Collected data entries:
== Segment start ==

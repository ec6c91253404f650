use std::borrow::Cow;

use crate::{InputRole, Node, ParseError};

/// A document handed to the comparison API: either an already built tree or
/// raw text parsed on demand.
///
/// ```
/// # use jsoneq_core::{InputRole, JsonInput, Node};
/// let node = JsonInput::from("{\"id\":1}").resolve(InputRole::Expected)?.unwrap();
/// assert_eq!(node.as_ref(), &Node::from_json_str("{\"id\":1.0}")?);
/// assert!(JsonInput::Absent.resolve(InputRole::Expected)?.is_none());
/// # Ok::<(), Box<dyn std::error::Error>>(())
/// ```
#[derive(Clone, Copy, Debug)]
pub enum JsonInput<'a> {
    /// No document at all, as opposed to a JSON `null`.
    Absent,
    /// A borrowed tree.
    Node(&'a Node),
    /// Strict JSON text.
    Json(&'a str),
    /// YAML text, which also covers relaxed JSON such as `{ id: 2 }`.
    Yaml(&'a str),
}

impl<'a> JsonInput<'a> {
    /// Wraps relaxed text parsed through the YAML reader.
    #[must_use]
    pub fn yaml(text: &'a str) -> Self {
        Self::Yaml(text)
    }

    /// Produces the tree, parsing text inputs. Failures are tagged with `role`.
    pub fn resolve(self, role: InputRole) -> Result<Option<Cow<'a, Node>>, ParseError> {
        let parsed = match self {
            Self::Absent => return Ok(None),
            Self::Node(node) => return Ok(Some(Cow::Borrowed(node))),
            Self::Json(text) => Node::from_json_str(text).map_err(|err| ParseError::new(role, text, err))?,
            Self::Yaml(text) => Node::from_yaml_str(text).map_err(|err| ParseError::new(role, text, err))?,
        };
        Ok(Some(Cow::Owned(parsed)))
    }
}

impl<'a> From<&'a Node> for JsonInput<'a> {
    fn from(value: &'a Node) -> Self {
        Self::Node(value)
    }
}

impl<'a> From<Option<&'a Node>> for JsonInput<'a> {
    fn from(value: Option<&'a Node>) -> Self {
        value.map_or(Self::Absent, Self::Node)
    }
}

impl<'a> From<&'a str> for JsonInput<'a> {
    fn from(value: &'a str) -> Self {
        Self::Json(value)
    }
}

impl<'a> From<&'a String> for JsonInput<'a> {
    fn from(value: &'a String) -> Self {
        Self::Json(value)
    }
}

#[cfg(test)]
mod tests {
    use super::*;
    use crate::CanonicalizeError;

    #[test]
    fn nodes_are_borrowed() {
        let node = Node::Bool(true);
        let resolved = JsonInput::from(&node).resolve(InputRole::Actual).unwrap().unwrap();
        assert!(matches!(resolved, Cow::Borrowed(_)));
    }

    #[test]
    fn invalid_text_reports_role_and_text() {
        let err = JsonInput::from("{ invalid JSON }").resolve(InputRole::Unexpected).unwrap_err();
        assert_eq!(err.role(), InputRole::Unexpected);
        assert_eq!(err.text(), "{ invalid JSON }");
        assert_eq!(err.to_string(), "Unable to parse unexpected JSON string: { invalid JSON }");
        assert!(matches!(err.cause(), CanonicalizeError::Json(_)));
    }

    #[test]
    fn yaml_input_accepts_relaxed_syntax() {
        let resolved = JsonInput::yaml("{ foo: 'foo', baz: 'baz' }")
            .resolve(InputRole::Expected)
            .unwrap()
            .unwrap();
        let strict = Node::from_json_str("{\"foo\":\"foo\",\"baz\":\"baz\"}").unwrap();
        assert_eq!(resolved.as_ref(), &strict);
    }

    #[test]
    fn missing_option_is_absent() {
        assert!(matches!(JsonInput::from(None::<&Node>), JsonInput::Absent));
    }
}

== Segment end ==

Work to complete :: Reproduce each line from the records that contains the word "crate".

Solution ::
use crate::{InputRole, Node, ParseError};
    use crate::CanonicalizeError;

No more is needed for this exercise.